A couple of articles came across my radar today (via Twitter) that offer unique takes on capital and debt. The first from ResPublica offers hope to the truly "broke and beautiful" among us. (Although it might add insult to injury for those of us who are a bit less than model-esque.) The article "Liberalism and Erotic Capital" discusses the link between sexual attractiveness and earning power. If you're in debt, perhaps you can blame it on your oversized nose or wildly crooked teeth.

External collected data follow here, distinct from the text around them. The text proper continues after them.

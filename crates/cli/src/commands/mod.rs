//! Command implementations for the TagSift CLI.

pub mod category;
pub mod classify;
pub mod config_cmd;
pub mod init;
pub mod remote_cmd;
pub mod save;
pub mod session;

use tagsift_config::OptionsConfig;
use tagsift_core::RenderedBucket;
use tagsift_engine::ClassifyOptions;

/// Merge the config defaults with one-shot flag overrides. Flags only push a
/// setting one way: absent flags defer to the config file.
pub(crate) fn effective_options(
    defaults: &OptionsConfig,
    fuzzy: bool,
    keep_underscores: bool,
    dedupe: bool,
) -> ClassifyOptions {
    ClassifyOptions {
        fuzzy: defaults.fuzzy || fuzzy,
        replace_underscores: defaults.replace_underscores && !keep_underscores,
        dedupe: defaults.dedupe || dedupe,
    }
}

/// Print every bucket on its own aligned line, empty ones included, so the
/// full classification is visible at a glance.
pub(crate) fn print_buckets(rendered: &[RenderedBucket]) {
    let width = rendered.iter().map(|b| b.name.len()).max().unwrap_or(0);
    println!();
    for bucket in rendered {
        println!("  {:<width$} > {}", bucket.name, bucket.text);
    }
    println!();
}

Good-looking people can earn up to 13% more than average-looking people. The most attractive lawyers are 20% more likely to achieve partnership in their firm. Research shows that teachers invest more time in cute children. Prettier girls are more likely to be married and live in higher income households. Last year, a study found that attractiveness has a roughly equal effect as qualifications on earningsI've heard these kinds of statistics before and I'm not entirely sure what to do with the information. Are you? Ryan Shorthouse, the article's author offers some not-too-practical ideas for leveling the playing field. I haven't come up with any better ones myself, but it does sound like a boon for the cosmetics industry.

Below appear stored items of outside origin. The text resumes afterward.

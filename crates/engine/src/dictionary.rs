//! Dictionary loading: category word lists read from flat files.
//!
//! Each category points at a folder; every `.txt` file in that folder is a
//! newline-delimited word list, and all non-empty trimmed lines across those
//! files union into the category's dictionary. Dictionaries are rebuilt from
//! disk on every classification call, with no caching or invalidation tracking.

use std::collections::HashSet;
use std::path::Path;
use tagsift_core::Category;
use tracing::{debug, warn};

/// Read every `.txt` word list in a folder into one set.
///
/// A missing folder is an empty dictionary, not an error. Files that cannot
/// be read are skipped with a warning.
pub fn load_category_words(folder: &Path) -> HashSet<String> {
    let mut words = HashSet::new();
    if !folder.is_dir() {
        return words;
    }

    let entries = match std::fs::read_dir(folder) {
        Ok(entries) => entries,
        Err(e) => {
            warn!(folder = %folder.display(), error = %e, "Skipping unreadable dictionary folder");
            return words;
        }
    };

    for entry in entries.flatten() {
        let path = entry.path();
        if path.extension().and_then(|e| e.to_str()) != Some("txt") {
            continue;
        }
        match std::fs::read_to_string(&path) {
            Ok(content) => {
                words.extend(
                    content
                        .lines()
                        .map(str::trim)
                        .filter(|line| !line.is_empty())
                        .map(String::from),
                );
            }
            Err(e) => {
                warn!(file = %path.display(), error = %e, "Skipping unreadable dictionary file");
            }
        }
    }

    words
}

/// One category's dictionary.
#[derive(Debug, Clone)]
pub struct CategoryDictionary {
    pub name: String,
    pub words: HashSet<String>,
}

/// Every category's dictionary, in classification order.
#[derive(Debug, Clone)]
pub struct DictionarySet {
    pub categories: Vec<CategoryDictionary>,
}

impl DictionarySet {
    /// Load all dictionaries from disk in configuration order.
    ///
    /// With `replace_underscores`, every entry's `_` becomes ` ` at load
    /// time; input tokens are never rewritten.
    pub fn load(categories: &[Category], replace_underscores: bool) -> Self {
        let categories = categories
            .iter()
            .map(|category| {
                let mut words = load_category_words(Path::new(&category.path));
                if replace_underscores {
                    words = words.into_iter().map(|w| w.replace('_', " ")).collect();
                }
                debug!(
                    category = %category.name,
                    words = words.len(),
                    "Dictionary loaded"
                );
                CategoryDictionary {
                    name: category.name.clone(),
                    words,
                }
            })
            .collect();
        Self { categories }
    }

    pub fn total_words(&self) -> usize {
        self.categories.iter().map(|c| c.words.len()).sum()
    }
}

The second article for your consideration is "Facing Down Business Debt" from the blog Heart of Business. Mark (he's a first name kind of guy) takes a spiritual approach to the whole concept of debt. He suggests seeing debt not as an aberrant obligation but as the natural state of life in our interdependent web of existence. Here are some excerpts:
Debt had become an angry monster, snapping up every scrap of money coming in. Because the debt monster was running her business, it was like having an evil vacuum cleaner connected to her clients. It didn’t feel good to them, or to her, and things were spiraling down...
Here’s what Sufism has to say about debt: we humans are born with debt. Instead of “original sin” think “original debt.” The Divine gave us life and existence, and for that we owe...
The intense weight and power that debt is given in our society creates prisons that keep us from our creativity and resourcefulness. This can bring up resentment, and we can end up feeling angry or scared about any obligation to anyone. What a bind this puts us in. How can you live a fulfilling life or have a successful business without a healthy interdependent give and take from people and resources around?
Instead of rebelling against obligation, I’m suggesting you lean into the sense of healthy obligation that is available. Pay your debts in order: First to the Divine, then to yourself and loved ones, and finally to other obligations. I bet you find yourself surprised by the results.